06-08-2012 Aprovada recentemente, a nova Lei relativa ao tratamento de dados pessoais e à proteção da privacidade na área das comunicações antecipa algumas alterações significativas para o sector.

A ACEPI foi uma das entidades chamadas a avaliar a proposta, com a qual se mostrou genericamente de acordo.
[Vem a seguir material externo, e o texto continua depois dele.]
//! TOML job configuration.
//!
//! ```toml
//! [forecast]
//! keyword = "umbrella"
//! model = "xgboost"
//! horizon_weeks = 52
//! promotion_dates = ["2024-11-29"]
//! timeout_secs = 120
//!
//! [data]
//! cache_dir = "data"
//! synthetic = true
//! ```

use chrono::NaiveDate;
use serde::{Deserialize, Serialize};
use std::path::{Path, PathBuf};
use std::time::Duration;
use thiserror::Error;

use demandiq_core::{
    ForecastConfig, ForecastError, ModelKind, PromotionSet, TrimPolicy, DEFAULT_HORIZON_WEEKS,
};

/// Model used when a job does not name one.
pub const DEFAULT_MODEL: &str = "prophet";

/// Per-forecast time budget when a job does not set one.
pub const DEFAULT_TIMEOUT_SECS: u64 = 120;

/// Default timeframe and region passed to a series provider.
pub const DEFAULT_TIMEFRAME: &str = "today 5-y";
pub const DEFAULT_REGION: &str = "";

#[derive(Debug, Error)]
pub enum ConfigError {
    #[error("read config {path}: {source}")]
    Io {
        path: PathBuf,
        #[source]
        source: std::io::Error,
    },

    #[error("parse config TOML: {0}")]
    Parse(#[from] toml::de::Error),

    #[error("invalid config: {0}")]
    Invalid(String),

    #[error("invalid config: {0}")]
    Model(#[from] ForecastError),
}

/// A complete forecast job: what to forecast and where the series comes from.
#[derive(Debug, Clone, Serialize, Deserialize, PartialEq)]
pub struct JobConfig {
    pub forecast: ForecastSection,
    #[serde(default)]
    pub data: DataSection,
}

#[derive(Debug, Clone, Serialize, Deserialize, PartialEq)]
pub struct ForecastSection {
    pub keyword: String,
    #[serde(default = "default_model")]
    pub model: String,
    #[serde(default = "default_horizon")]
    pub horizon_weeks: u32,
    #[serde(default)]
    pub promotion_dates: Vec<NaiveDate>,
    #[serde(default = "default_timeout")]
    pub timeout_secs: u64,
    #[serde(default)]
    pub seed: u64,
    #[serde(default)]
    pub trim_policy: TrimPolicy,
    #[serde(default = "default_timeframe")]
    pub timeframe: String,
    #[serde(default)]
    pub region: String,
}

#[derive(Debug, Clone, Serialize, Deserialize, PartialEq)]
pub struct DataSection {
    /// Series to import for this job; replaces any cached series for the keyword.
    #[serde(default)]
    pub series_csv: Option<PathBuf>,
    #[serde(default = "default_cache_dir")]
    pub cache_dir: PathBuf,
    /// Directory of `{keyword}.csv` files consulted on a cache miss.
    #[serde(default)]
    pub provider_dir: Option<PathBuf>,
    /// Fall back to a generated series when no data is available.
    #[serde(default)]
    pub synthetic: bool,
    /// Skip the cache and go straight to the provider.
    #[serde(default)]
    pub force_refresh: bool,
}

impl Default for DataSection {
    fn default() -> Self {
        Self {
            series_csv: None,
            cache_dir: default_cache_dir(),
            provider_dir: None,
            synthetic: false,
            force_refresh: false,
        }
    }
}

fn default_model() -> String {
    DEFAULT_MODEL.to_string()
}

fn default_horizon() -> u32 {
    DEFAULT_HORIZON_WEEKS
}

fn default_timeout() -> u64 {
    DEFAULT_TIMEOUT_SECS
}

fn default_timeframe() -> String {
    DEFAULT_TIMEFRAME.to_string()
}

fn default_cache_dir() -> PathBuf {
    PathBuf::from("data")
}

impl JobConfig {
    /// A job for `keyword` with every other setting at its default.
    pub fn new(keyword: impl Into<String>) -> Self {
        Self {
            forecast: ForecastSection {
                keyword: keyword.into(),
                model: default_model(),
                horizon_weeks: DEFAULT_HORIZON_WEEKS,
                promotion_dates: Vec::new(),
                timeout_secs: DEFAULT_TIMEOUT_SECS,
                seed: 0,
                trim_policy: TrimPolicy::default(),
                timeframe: default_timeframe(),
                region: DEFAULT_REGION.to_string(),
            },
            data: DataSection::default(),
        }
    }

    /// Load and validate a job from a TOML file.
    pub fn from_file(path: &Path) -> Result<Self, ConfigError> {
        let content = std::fs::read_to_string(path).map_err(|source| ConfigError::Io {
            path: path.to_path_buf(),
            source,
        })?;
        Self::from_toml(&content)
    }

    /// Parse and validate a job from a TOML string.
    pub fn from_toml(content: &str) -> Result<Self, ConfigError> {
        let config: Self = toml::from_str(content)?;
        config.validate()?;
        Ok(config)
    }

    pub fn validate(&self) -> Result<(), ConfigError> {
        if self.forecast.keyword.trim().is_empty() {
            return Err(ConfigError::Invalid("keyword must not be empty".into()));
        }
        if self.forecast.horizon_weeks == 0 {
            return Err(ConfigError::Invalid("horizon_weeks must be at least 1".into()));
        }
        if self.forecast.timeout_secs == 0 {
            return Err(ConfigError::Invalid("timeout_secs must be at least 1".into()));
        }
        self.model_kind()?;
        Ok(())
    }

    pub fn model_kind(&self) -> Result<ModelKind, ConfigError> {
        self.forecast
            .model
            .parse()
            .map_err(ConfigError::Model)
    }

    pub fn forecast_config(&self) -> ForecastConfig {
        let promotions: PromotionSet = self.forecast.promotion_dates.iter().copied().collect();
        ForecastConfig::new(self.forecast.horizon_weeks, promotions)
            .with_trim_policy(self.forecast.trim_policy)
            .with_seed(self.forecast.seed)
    }

    pub fn timeout(&self) -> Duration {
        Duration::from_secs(self.forecast.timeout_secs)
    }
}

#[cfg(test)]
mod tests {
    use super::*;

    #[test]
    fn minimal_job_uses_defaults() {
        let config = JobConfig::from_toml("[forecast]\nkeyword = \"umbrella\"\n").unwrap();
        assert_eq!(config.forecast.model, "prophet");
        assert_eq!(config.forecast.horizon_weeks, 52);
        assert_eq!(config.forecast.timeout_secs, 120);
        assert_eq!(config.forecast.timeframe, "today 5-y");
        assert_eq!(config.data.cache_dir, PathBuf::from("data"));
        assert!(!config.data.synthetic);
        assert_eq!(config, JobConfig::new("umbrella"));
    }

    #[test]
    fn full_job_parses() {
        let toml = r#"
            [forecast]
            keyword = "Umbrella"
            model = "XGBoost"
            horizon_weeks = 8
            promotion_dates = ["2024-11-29", "2024-12-20"]
            timeout_secs = 30
            seed = 9
            trim_policy = "trailing_horizon"

            [data]
            series_csv = "umbrella.csv"
            cache_dir = "cache"
            synthetic = true
        "#;
        let config = JobConfig::from_toml(toml).unwrap();
        assert_eq!(config.model_kind().unwrap(), ModelKind::TreeEnsemble);
        assert_eq!(config.timeout(), Duration::from_secs(30));

        let forecast = config.forecast_config();
        assert_eq!(forecast.horizon_weeks(), 8);
        assert_eq!(forecast.seed(), 9);
        assert_eq!(forecast.trim_policy(), TrimPolicy::TrailingHorizon);
        assert!(forecast
            .promotion_dates()
            .contains(NaiveDate::from_ymd_opt(2024, 12, 20).unwrap()));
        assert_eq!(config.data.series_csv, Some(PathBuf::from("umbrella.csv")));
    }

    #[test]
    fn invalid_values_are_rejected() {
        let cases = [
            "[forecast]\nkeyword = \"\"\n",
            "[forecast]\nkeyword = \"a\"\nhorizon_weeks = 0\n",
            "[forecast]\nkeyword = \"a\"\ntimeout_secs = 0\n",
        ];
        for case in cases {
            assert!(
                matches!(JobConfig::from_toml(case), Err(ConfigError::Invalid(_))),
                "accepted: {case}"
            );
        }
    }

    #[test]
    fn unknown_model_keeps_the_typed_error() {
        let err = JobConfig::from_toml("[forecast]\nkeyword = \"a\"\nmodel = \"arima\"\n").unwrap_err();
        assert!(matches!(err, ConfigError::Model(ForecastError::InvalidModel(ref m)) if m == "arima"));
    }

    #[test]
    fn malformed_toml_is_a_parse_error() {
        assert!(matches!(
            JobConfig::from_toml("[forecast\nkeyword"),
            Err(ConfigError::Parse(_))
        ));
    }
}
Sentiu, no entanto, necessidade de fazer algumas observações no plano da técnica legislativa, nomeadamente quanto à utilização de uma técnica remissiva no que diz respeito às contra-ordenações, “a qual deveria ser evitada”, pode ler-se no parecer.

Defendeu também que deveria ser evitada a cumulação, na mesma entidade, dos poderes de instrução do processo e dedução da sanção e alertou para a necessidade de confrontar a nossa Lei de Protecção de Dados Pessoais e a Lei do Cibercrime para ver se a opção única pelas contra-ordenações, nesta Proposta de Lei, se justificava.

 

Mudanças previstas

A nova Lei veio transpor a Directiva n.º 2009/136/CE, relativa ao tratamento de dados pessoais e à protecção da privacidade no sector das Comunicações Electrónicas, procedendo ainda à primeira alteração à Lei n.º 41/2004, de 18 de Agosto, e à segunda alteração ao Decreto-Lei n.º 7/2004, de 7 de Janeiro.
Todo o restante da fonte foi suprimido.